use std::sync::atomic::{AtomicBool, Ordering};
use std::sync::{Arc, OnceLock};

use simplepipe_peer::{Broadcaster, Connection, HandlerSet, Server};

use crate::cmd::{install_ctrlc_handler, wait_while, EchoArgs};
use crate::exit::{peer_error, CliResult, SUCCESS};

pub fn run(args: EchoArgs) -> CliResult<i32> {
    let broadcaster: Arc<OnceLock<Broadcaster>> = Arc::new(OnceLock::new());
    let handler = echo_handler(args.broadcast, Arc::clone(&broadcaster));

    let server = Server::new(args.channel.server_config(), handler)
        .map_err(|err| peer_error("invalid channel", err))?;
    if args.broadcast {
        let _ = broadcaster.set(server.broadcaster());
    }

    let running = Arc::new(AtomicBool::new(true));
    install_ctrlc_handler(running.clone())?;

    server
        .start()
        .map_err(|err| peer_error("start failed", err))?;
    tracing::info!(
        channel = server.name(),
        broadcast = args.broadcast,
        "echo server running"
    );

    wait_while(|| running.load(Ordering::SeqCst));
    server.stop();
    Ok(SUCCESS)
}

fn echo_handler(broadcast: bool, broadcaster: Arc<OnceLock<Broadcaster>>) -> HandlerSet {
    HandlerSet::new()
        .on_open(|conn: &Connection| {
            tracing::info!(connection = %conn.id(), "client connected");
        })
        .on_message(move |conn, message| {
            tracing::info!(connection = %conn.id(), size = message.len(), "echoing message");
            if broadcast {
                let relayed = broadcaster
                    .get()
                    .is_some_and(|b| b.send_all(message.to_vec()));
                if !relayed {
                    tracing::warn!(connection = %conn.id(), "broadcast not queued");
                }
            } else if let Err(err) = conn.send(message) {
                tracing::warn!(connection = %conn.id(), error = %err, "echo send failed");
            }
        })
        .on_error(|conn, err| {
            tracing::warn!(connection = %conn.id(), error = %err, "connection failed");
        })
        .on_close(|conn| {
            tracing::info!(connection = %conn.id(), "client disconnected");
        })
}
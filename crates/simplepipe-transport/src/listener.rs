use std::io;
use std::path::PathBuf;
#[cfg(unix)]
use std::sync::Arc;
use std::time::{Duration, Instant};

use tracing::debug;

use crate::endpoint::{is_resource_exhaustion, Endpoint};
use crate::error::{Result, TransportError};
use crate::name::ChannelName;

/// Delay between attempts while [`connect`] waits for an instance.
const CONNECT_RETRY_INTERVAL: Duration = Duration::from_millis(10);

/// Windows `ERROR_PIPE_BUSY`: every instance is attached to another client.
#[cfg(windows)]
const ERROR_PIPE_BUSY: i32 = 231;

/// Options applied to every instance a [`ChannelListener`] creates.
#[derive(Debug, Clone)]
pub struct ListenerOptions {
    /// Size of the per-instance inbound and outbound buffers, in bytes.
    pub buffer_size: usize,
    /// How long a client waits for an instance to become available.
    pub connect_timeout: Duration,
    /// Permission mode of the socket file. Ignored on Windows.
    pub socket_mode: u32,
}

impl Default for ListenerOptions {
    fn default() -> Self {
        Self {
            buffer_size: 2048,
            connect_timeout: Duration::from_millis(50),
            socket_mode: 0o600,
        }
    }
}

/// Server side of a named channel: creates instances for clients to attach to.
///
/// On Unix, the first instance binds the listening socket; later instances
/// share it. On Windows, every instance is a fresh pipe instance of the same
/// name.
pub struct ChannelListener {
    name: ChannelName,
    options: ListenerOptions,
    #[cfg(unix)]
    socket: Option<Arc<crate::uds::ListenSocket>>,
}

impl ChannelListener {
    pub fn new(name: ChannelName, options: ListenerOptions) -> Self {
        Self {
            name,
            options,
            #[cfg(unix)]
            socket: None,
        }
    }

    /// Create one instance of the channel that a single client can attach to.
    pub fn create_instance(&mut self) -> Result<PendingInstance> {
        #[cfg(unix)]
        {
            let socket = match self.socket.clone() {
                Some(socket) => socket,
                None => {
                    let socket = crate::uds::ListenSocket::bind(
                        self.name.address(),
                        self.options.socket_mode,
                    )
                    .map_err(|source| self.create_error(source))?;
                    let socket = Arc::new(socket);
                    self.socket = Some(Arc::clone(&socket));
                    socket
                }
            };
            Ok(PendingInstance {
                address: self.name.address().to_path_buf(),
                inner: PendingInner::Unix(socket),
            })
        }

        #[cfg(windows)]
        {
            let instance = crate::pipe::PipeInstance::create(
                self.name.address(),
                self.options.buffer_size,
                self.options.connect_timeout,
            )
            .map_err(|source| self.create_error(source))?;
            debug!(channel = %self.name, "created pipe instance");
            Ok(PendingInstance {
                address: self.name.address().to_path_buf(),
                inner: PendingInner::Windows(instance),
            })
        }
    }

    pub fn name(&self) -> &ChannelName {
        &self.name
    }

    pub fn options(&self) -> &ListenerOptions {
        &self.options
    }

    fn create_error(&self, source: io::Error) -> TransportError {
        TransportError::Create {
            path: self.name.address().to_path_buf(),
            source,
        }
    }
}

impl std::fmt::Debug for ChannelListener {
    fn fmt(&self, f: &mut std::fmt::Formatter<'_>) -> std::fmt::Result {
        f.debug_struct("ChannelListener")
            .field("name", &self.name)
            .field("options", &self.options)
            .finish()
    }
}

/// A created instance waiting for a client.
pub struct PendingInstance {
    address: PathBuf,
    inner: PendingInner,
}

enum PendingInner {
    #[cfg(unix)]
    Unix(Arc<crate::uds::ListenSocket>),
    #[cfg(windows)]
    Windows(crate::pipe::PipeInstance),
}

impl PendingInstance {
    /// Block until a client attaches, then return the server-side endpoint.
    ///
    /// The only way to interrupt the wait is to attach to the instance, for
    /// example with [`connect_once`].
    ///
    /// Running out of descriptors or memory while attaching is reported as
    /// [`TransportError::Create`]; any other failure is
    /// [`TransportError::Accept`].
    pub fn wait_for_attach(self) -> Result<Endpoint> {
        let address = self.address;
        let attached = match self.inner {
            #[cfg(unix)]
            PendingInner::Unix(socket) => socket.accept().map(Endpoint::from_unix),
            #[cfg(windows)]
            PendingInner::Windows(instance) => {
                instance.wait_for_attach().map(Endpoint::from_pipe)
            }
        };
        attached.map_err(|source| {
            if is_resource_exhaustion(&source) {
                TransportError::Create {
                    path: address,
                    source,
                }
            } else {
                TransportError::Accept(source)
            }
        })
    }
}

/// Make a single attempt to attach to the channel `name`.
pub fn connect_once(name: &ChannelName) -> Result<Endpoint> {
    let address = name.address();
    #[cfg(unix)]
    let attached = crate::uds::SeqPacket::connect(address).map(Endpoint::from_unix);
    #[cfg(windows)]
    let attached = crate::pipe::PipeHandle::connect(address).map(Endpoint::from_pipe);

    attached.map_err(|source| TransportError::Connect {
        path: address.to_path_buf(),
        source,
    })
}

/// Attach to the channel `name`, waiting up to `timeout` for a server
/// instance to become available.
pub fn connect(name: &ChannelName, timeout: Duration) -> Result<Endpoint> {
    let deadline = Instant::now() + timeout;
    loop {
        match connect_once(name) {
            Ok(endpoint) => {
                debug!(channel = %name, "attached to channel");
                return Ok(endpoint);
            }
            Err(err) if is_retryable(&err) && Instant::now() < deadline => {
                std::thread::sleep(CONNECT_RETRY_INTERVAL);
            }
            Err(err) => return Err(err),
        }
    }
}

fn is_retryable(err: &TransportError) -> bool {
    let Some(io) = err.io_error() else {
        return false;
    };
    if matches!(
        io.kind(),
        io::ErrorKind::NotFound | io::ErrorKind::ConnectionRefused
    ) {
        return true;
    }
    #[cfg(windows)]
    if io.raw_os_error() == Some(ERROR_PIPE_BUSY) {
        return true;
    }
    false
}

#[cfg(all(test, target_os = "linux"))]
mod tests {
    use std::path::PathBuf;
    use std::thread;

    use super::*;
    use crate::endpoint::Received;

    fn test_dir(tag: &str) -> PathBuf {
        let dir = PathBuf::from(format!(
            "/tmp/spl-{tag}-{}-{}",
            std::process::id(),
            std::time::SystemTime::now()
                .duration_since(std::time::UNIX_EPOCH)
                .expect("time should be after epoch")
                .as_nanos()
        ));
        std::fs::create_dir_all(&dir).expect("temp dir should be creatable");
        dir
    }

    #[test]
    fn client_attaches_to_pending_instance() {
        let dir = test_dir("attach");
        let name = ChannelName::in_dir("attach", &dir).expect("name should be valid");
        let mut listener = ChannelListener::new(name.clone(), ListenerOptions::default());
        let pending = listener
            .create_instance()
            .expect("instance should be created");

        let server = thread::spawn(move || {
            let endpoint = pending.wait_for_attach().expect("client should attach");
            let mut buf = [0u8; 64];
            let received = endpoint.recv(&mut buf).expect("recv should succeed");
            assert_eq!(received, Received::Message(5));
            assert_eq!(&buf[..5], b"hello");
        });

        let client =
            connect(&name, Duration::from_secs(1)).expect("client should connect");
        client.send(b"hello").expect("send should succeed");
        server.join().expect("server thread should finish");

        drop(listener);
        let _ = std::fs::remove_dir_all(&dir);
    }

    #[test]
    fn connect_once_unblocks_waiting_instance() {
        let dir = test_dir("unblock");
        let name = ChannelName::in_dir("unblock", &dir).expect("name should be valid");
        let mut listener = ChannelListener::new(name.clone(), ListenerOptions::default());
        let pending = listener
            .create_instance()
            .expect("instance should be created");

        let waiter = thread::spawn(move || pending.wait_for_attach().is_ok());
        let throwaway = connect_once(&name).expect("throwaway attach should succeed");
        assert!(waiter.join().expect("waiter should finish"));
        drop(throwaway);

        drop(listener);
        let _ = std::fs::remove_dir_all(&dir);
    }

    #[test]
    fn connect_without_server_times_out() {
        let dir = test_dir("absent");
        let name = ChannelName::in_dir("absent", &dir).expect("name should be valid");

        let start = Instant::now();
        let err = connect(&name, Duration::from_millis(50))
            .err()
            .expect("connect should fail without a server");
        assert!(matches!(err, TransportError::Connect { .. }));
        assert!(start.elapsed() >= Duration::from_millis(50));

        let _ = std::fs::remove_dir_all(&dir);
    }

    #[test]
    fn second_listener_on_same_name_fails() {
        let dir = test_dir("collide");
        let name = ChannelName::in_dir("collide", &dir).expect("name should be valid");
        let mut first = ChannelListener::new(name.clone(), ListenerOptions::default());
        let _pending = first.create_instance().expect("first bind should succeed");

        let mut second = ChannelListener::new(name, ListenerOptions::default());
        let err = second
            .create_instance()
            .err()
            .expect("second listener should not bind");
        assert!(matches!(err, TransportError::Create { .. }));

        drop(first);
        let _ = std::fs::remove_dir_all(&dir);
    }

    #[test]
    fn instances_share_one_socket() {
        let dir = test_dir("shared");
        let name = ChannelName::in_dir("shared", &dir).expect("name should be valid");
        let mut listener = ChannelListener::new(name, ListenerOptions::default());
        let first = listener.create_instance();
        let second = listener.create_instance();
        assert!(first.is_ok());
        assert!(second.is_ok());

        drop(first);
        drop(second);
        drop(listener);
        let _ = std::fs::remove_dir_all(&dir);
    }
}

Task prompt
Scan the data above, please, and give the number of lines where the word "ListenSocket" occurs, with no further text.

Problem solution
3